:: Records for this task ::

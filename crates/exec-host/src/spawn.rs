use std::sync::Arc;
use std::sync::atomic::{AtomicBool, Ordering};

use async_trait::async_trait;
use sandbox::{Result, SandboxError, Worker, WorkerLauncher, WorkerStrategy};
use tracing::warn;

/// A fresh worker for every request. Nothing is ever reused.
pub struct SpawnPerRequest {
    launcher: Arc<dyn WorkerLauncher>,
    active: AtomicBool,
}

impl SpawnPerRequest {
    pub fn new(launcher: Arc<dyn WorkerLauncher>) -> Self {
        Self {
            launcher,
            active: AtomicBool::new(true),
        }
    }
}

#[async_trait]
impl WorkerStrategy for SpawnPerRequest {
    fn name(&self) -> &str {
        "spawn"
    }

    async fn acquire(&self) -> Result<Box<dyn Worker>> {
        if !self.active.load(Ordering::Acquire) {
            return Err(SandboxError::ShutDown);
        }
        self.launcher.launch().await
    }

    async fn release(&self, mut worker: Box<dyn Worker>) {
        if let Err(e) = worker.shutdown().await {
            warn!(worker_id = %worker.id(), error = %e, "failed to stop worker");
        }
    }

    async fn discard(&self, mut worker: Box<dyn Worker>) {
        if let Err(e) = worker.kill().await {
            warn!(worker_id = %worker.id(), error = %e, "failed to kill worker");
        }
    }

    async fn shutdown(&self) {
        self.active.store(false, Ordering::Release);
    }
}
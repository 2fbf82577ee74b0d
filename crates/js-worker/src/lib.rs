//! Worker side of the jsbox execution engine.
//!
//! A worker evaluates submitted JavaScript inside a fresh QuickJS runtime
//! per request, captures console output through a restricted `console`
//! object, optionally records a line-level execution timeline, and encodes
//! the outcome for transport back to the host.

pub mod codec;
pub mod console;
pub mod evaluator;
pub mod instrument;
pub mod serve;
pub mod timeline;

pub use evaluator::Evaluator;
pub use serve::serve;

:::

Exercise description: Give the records back in full, word for word.

The completed task:
filename crates/exec-host/src/spawn.rs
use std::sync::Arc;
use std::sync::atomic::{AtomicBool, Ordering};

use async_trait::async_trait;
use sandbox::{Result, SandboxError, Worker, WorkerLauncher, WorkerStrategy};
use tracing::warn;

/// A fresh worker for every request. Nothing is ever reused.
pub struct SpawnPerRequest {
    launcher: Arc<dyn WorkerLauncher>,
    active: AtomicBool,
}

impl SpawnPerRequest {
    pub fn new(launcher: Arc<dyn WorkerLauncher>) -> Self {
        Self {
            launcher,
            active: AtomicBool::new(true),
        }
    }
}

#[async_trait]
impl WorkerStrategy for SpawnPerRequest {
    fn name(&self) -> &str {
        "spawn"
    }

    async fn acquire(&self) -> Result<Box<dyn Worker>> {
        if !self.active.load(Ordering::Acquire) {
            return Err(SandboxError::ShutDown);
        }
        self.launcher.launch().await
    }

    async fn release(&self, mut worker: Box<dyn Worker>) {
        if let Err(e) = worker.shutdown().await {
            warn!(worker_id = %worker.id(), error = %e, "failed to stop worker");
        }
    }

    async fn discard(&self, mut worker: Box<dyn Worker>) {
        if let Err(e) = worker.kill().await {
            warn!(worker_id = %worker.id(), error = %e, "failed to kill worker");
        }
    }

    async fn shutdown(&self) {
        self.active.store(false, Ordering::Release);
    }
}
repository 2fbf82577ee74b0d
filename crates/js-worker/src/lib.rs
//! Worker side of the jsbox execution engine.
//!
//! A worker evaluates submitted JavaScript inside a fresh QuickJS runtime
//! per request, captures console output through a restricted `console`
//! object, optionally records a line-level execution timeline, and encodes
//! the outcome for transport back to the host.

pub mod codec;
pub mod console;
pub mod evaluator;
pub mod instrument;
pub mod serve;
pub mod timeline;

pub use evaluator::Evaluator;
pub use serve::serve;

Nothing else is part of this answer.